# Problem to solve
What is the number of lines in these entries that contain "This"? State it alone.
═══ Source material ═══
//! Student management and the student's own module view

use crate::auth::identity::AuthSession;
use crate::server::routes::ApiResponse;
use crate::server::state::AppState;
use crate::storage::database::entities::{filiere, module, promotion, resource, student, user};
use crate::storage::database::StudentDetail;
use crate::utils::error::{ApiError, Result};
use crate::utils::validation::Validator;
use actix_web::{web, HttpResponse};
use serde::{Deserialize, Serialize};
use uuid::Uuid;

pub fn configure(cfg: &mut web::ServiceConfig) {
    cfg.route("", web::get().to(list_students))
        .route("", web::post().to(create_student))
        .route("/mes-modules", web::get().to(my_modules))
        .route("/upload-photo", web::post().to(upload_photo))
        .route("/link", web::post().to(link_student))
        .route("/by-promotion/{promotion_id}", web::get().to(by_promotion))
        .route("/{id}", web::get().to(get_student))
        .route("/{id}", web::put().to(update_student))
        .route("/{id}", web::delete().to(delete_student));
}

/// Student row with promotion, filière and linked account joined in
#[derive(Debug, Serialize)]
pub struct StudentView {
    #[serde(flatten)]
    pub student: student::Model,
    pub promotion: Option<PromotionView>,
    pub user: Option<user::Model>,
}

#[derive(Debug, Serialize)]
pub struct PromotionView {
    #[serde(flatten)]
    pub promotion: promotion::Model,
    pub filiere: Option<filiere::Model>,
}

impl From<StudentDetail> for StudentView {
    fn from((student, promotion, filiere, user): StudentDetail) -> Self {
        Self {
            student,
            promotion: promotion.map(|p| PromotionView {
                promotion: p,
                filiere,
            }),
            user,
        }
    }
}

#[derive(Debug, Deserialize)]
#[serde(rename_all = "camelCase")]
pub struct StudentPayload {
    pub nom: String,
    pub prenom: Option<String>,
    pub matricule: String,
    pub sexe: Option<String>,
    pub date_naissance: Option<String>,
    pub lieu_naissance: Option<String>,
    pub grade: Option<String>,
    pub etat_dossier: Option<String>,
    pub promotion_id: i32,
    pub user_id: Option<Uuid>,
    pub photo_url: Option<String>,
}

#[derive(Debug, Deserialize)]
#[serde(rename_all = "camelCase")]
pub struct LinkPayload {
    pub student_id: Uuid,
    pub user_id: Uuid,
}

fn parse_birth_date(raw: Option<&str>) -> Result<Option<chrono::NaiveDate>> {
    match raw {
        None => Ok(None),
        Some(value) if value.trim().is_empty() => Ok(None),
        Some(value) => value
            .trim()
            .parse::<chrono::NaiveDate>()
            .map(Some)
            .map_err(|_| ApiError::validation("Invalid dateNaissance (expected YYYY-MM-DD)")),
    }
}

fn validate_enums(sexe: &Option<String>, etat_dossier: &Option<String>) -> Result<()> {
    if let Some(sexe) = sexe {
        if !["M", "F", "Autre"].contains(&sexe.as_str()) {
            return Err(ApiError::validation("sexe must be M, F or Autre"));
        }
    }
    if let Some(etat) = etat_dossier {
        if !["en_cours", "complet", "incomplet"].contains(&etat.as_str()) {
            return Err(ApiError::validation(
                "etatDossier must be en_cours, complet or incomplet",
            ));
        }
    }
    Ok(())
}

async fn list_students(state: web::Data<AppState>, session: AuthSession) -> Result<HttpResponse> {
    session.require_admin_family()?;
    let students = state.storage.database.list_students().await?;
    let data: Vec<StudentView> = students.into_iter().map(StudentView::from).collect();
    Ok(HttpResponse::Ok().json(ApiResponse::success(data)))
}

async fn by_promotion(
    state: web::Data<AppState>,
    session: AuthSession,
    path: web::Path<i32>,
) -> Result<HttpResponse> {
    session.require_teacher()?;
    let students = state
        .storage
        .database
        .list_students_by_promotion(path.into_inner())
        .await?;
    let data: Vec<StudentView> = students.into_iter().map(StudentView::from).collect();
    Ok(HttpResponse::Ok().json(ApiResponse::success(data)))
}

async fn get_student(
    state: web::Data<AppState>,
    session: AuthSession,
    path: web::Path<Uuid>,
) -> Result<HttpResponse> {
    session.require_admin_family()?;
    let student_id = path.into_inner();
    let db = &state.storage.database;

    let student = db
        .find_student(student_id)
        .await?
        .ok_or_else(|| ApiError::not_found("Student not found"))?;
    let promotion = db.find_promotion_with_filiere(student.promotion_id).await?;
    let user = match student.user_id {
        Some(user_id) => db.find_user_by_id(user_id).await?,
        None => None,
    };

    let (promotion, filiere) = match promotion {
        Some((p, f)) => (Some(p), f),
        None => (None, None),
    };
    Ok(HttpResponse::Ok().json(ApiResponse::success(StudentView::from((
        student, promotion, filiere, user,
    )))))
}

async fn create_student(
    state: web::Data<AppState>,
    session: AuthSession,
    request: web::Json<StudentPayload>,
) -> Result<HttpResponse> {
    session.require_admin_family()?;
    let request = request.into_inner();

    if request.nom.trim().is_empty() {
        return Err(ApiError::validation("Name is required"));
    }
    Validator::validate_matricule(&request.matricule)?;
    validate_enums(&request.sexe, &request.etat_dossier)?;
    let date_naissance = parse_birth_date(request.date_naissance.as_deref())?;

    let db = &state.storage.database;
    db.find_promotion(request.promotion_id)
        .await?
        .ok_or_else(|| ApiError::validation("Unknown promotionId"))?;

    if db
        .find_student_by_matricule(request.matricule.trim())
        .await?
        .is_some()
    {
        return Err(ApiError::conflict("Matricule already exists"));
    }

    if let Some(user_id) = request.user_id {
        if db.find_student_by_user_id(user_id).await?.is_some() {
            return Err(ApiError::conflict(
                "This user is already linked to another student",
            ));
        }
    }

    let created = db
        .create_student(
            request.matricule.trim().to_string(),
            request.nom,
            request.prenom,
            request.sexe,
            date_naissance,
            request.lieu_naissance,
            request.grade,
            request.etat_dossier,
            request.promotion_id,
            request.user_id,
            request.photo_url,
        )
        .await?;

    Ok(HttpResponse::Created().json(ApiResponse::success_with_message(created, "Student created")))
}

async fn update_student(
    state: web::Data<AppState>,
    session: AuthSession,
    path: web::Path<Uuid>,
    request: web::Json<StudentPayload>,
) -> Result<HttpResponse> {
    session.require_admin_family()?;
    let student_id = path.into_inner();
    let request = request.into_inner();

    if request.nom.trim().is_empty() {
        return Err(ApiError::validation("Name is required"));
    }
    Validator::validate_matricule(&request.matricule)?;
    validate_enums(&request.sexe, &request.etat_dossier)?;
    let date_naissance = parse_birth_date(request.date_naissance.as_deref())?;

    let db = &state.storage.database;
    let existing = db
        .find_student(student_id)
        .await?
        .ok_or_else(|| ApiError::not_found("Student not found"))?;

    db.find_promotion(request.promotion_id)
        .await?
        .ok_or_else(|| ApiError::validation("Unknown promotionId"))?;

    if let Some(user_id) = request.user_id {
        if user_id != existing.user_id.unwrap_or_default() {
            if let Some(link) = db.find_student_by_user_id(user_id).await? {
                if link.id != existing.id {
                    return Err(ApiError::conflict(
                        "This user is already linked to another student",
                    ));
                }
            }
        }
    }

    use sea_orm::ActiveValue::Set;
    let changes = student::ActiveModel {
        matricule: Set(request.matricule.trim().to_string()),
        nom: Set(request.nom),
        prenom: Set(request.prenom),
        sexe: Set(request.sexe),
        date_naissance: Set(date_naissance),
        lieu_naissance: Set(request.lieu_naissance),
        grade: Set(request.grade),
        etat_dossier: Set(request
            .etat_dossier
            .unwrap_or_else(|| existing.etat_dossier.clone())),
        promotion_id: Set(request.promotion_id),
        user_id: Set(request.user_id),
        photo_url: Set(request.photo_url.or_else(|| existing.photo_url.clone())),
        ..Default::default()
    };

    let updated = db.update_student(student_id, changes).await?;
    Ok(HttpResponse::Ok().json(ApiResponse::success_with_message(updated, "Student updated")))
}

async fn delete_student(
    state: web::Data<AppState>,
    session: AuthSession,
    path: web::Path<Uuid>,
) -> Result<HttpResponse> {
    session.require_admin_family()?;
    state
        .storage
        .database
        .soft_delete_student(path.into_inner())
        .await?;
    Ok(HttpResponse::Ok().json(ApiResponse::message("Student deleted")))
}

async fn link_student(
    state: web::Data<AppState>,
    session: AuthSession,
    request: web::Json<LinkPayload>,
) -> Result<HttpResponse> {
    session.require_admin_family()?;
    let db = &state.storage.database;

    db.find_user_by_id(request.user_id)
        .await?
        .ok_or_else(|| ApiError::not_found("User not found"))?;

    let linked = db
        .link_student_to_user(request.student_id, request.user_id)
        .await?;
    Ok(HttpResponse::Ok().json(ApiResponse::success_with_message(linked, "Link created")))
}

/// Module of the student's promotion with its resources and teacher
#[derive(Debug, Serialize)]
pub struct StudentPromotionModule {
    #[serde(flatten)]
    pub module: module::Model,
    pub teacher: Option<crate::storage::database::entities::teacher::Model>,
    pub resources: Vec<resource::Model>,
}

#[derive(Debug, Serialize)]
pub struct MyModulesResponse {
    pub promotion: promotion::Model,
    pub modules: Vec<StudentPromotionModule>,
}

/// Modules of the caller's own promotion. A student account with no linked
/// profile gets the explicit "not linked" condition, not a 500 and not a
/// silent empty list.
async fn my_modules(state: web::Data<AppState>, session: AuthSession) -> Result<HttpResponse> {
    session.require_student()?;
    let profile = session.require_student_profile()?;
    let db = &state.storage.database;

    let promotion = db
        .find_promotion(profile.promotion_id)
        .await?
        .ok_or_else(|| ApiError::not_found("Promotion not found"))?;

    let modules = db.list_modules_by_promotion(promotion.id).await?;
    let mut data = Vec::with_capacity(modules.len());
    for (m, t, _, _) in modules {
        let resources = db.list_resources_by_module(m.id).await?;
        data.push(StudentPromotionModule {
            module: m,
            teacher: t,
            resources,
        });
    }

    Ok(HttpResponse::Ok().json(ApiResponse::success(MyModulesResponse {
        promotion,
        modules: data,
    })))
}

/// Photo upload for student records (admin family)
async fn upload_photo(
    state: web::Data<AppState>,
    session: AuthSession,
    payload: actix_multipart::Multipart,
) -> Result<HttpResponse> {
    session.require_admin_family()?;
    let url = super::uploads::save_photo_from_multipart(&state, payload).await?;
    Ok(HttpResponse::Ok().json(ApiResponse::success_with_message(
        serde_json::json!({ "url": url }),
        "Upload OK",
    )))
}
═══
═══ Source material ═══
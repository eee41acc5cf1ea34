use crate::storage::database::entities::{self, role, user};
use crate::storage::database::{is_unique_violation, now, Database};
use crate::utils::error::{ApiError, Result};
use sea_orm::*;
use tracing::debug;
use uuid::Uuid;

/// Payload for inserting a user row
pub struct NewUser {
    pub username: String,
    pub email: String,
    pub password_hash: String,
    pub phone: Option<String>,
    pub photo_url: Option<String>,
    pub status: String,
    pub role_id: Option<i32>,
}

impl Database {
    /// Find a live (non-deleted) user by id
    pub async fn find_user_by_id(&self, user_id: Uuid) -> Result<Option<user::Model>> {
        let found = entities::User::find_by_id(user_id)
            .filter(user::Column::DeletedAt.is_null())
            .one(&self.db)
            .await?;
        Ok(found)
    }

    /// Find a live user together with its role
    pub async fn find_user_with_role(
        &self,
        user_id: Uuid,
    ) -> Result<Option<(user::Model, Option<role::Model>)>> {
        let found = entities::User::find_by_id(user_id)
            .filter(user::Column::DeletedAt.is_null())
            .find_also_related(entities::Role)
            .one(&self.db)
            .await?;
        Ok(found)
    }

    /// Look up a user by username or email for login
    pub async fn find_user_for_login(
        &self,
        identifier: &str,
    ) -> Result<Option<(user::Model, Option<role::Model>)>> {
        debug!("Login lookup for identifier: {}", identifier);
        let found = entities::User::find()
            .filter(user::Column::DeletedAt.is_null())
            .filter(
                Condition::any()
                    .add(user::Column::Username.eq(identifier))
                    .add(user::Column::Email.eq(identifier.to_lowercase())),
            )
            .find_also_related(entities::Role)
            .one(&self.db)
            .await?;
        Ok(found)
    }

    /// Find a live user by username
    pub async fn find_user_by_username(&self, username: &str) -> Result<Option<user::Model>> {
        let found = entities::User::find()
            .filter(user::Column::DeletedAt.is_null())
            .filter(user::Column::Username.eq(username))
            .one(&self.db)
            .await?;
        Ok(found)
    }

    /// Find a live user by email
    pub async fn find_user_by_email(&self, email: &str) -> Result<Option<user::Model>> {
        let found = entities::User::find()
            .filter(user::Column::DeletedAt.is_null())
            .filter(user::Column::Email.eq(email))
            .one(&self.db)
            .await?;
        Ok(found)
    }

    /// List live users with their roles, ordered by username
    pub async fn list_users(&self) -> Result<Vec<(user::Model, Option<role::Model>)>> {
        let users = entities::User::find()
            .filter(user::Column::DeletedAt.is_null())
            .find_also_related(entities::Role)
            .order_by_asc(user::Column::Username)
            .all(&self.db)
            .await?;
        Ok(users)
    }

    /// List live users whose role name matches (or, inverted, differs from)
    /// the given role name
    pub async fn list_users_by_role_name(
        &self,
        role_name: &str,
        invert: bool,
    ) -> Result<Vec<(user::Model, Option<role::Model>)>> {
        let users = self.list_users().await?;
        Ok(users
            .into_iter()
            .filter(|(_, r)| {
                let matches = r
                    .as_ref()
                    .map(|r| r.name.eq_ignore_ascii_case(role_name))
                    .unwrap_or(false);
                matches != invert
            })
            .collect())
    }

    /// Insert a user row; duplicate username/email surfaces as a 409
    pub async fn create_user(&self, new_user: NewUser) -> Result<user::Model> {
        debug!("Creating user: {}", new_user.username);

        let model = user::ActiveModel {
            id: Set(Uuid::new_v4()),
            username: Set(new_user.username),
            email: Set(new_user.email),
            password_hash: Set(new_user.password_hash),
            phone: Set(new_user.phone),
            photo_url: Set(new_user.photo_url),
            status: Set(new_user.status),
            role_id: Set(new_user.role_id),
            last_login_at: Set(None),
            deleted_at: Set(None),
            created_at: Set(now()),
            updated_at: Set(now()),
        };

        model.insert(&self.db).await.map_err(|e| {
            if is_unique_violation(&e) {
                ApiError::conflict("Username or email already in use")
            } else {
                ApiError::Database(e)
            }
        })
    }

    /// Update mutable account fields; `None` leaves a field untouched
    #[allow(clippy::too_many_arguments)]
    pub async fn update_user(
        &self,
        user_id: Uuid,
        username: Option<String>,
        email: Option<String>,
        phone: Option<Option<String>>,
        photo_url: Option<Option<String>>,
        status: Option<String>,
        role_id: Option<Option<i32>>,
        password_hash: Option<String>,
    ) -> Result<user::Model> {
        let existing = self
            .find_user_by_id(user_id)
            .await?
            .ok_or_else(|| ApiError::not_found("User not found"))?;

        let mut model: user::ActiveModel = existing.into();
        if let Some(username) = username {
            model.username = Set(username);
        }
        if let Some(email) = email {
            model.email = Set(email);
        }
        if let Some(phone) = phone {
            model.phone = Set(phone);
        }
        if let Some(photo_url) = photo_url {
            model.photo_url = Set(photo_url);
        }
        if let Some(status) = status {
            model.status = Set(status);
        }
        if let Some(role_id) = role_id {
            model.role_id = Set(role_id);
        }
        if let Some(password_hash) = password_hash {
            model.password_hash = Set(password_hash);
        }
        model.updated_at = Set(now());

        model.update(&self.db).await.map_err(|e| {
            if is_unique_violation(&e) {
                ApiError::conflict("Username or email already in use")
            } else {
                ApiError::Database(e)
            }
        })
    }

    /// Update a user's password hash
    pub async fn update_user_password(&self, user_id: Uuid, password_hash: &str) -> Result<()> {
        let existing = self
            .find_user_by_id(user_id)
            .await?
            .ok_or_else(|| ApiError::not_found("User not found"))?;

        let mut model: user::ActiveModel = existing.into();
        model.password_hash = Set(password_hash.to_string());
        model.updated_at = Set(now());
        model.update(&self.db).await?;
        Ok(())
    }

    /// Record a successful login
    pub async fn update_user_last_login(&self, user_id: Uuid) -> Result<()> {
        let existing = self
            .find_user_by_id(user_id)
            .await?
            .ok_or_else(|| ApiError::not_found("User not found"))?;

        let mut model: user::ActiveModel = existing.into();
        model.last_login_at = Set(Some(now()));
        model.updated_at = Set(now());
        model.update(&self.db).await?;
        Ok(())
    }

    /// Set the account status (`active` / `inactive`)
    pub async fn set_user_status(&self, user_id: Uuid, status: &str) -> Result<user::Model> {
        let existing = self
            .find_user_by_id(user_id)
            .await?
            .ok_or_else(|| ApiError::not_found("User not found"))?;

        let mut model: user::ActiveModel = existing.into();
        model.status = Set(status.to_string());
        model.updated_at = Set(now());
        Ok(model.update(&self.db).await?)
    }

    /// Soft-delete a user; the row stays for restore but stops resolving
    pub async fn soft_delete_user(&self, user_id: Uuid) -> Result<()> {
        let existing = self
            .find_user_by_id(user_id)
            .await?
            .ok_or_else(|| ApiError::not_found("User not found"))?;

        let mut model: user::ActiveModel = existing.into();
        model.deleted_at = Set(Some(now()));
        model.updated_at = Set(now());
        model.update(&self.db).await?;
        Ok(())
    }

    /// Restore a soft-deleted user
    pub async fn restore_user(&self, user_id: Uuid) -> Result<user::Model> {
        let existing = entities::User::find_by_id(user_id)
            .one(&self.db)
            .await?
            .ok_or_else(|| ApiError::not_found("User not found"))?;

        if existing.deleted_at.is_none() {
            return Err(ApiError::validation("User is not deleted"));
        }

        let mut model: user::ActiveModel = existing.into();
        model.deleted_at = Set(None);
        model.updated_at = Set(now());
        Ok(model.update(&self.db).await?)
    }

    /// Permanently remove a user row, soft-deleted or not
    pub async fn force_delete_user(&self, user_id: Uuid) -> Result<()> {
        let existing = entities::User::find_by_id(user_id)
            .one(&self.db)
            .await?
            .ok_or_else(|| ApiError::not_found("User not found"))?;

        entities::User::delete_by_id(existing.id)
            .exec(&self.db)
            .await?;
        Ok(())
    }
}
═══
# Answer to the exercise
2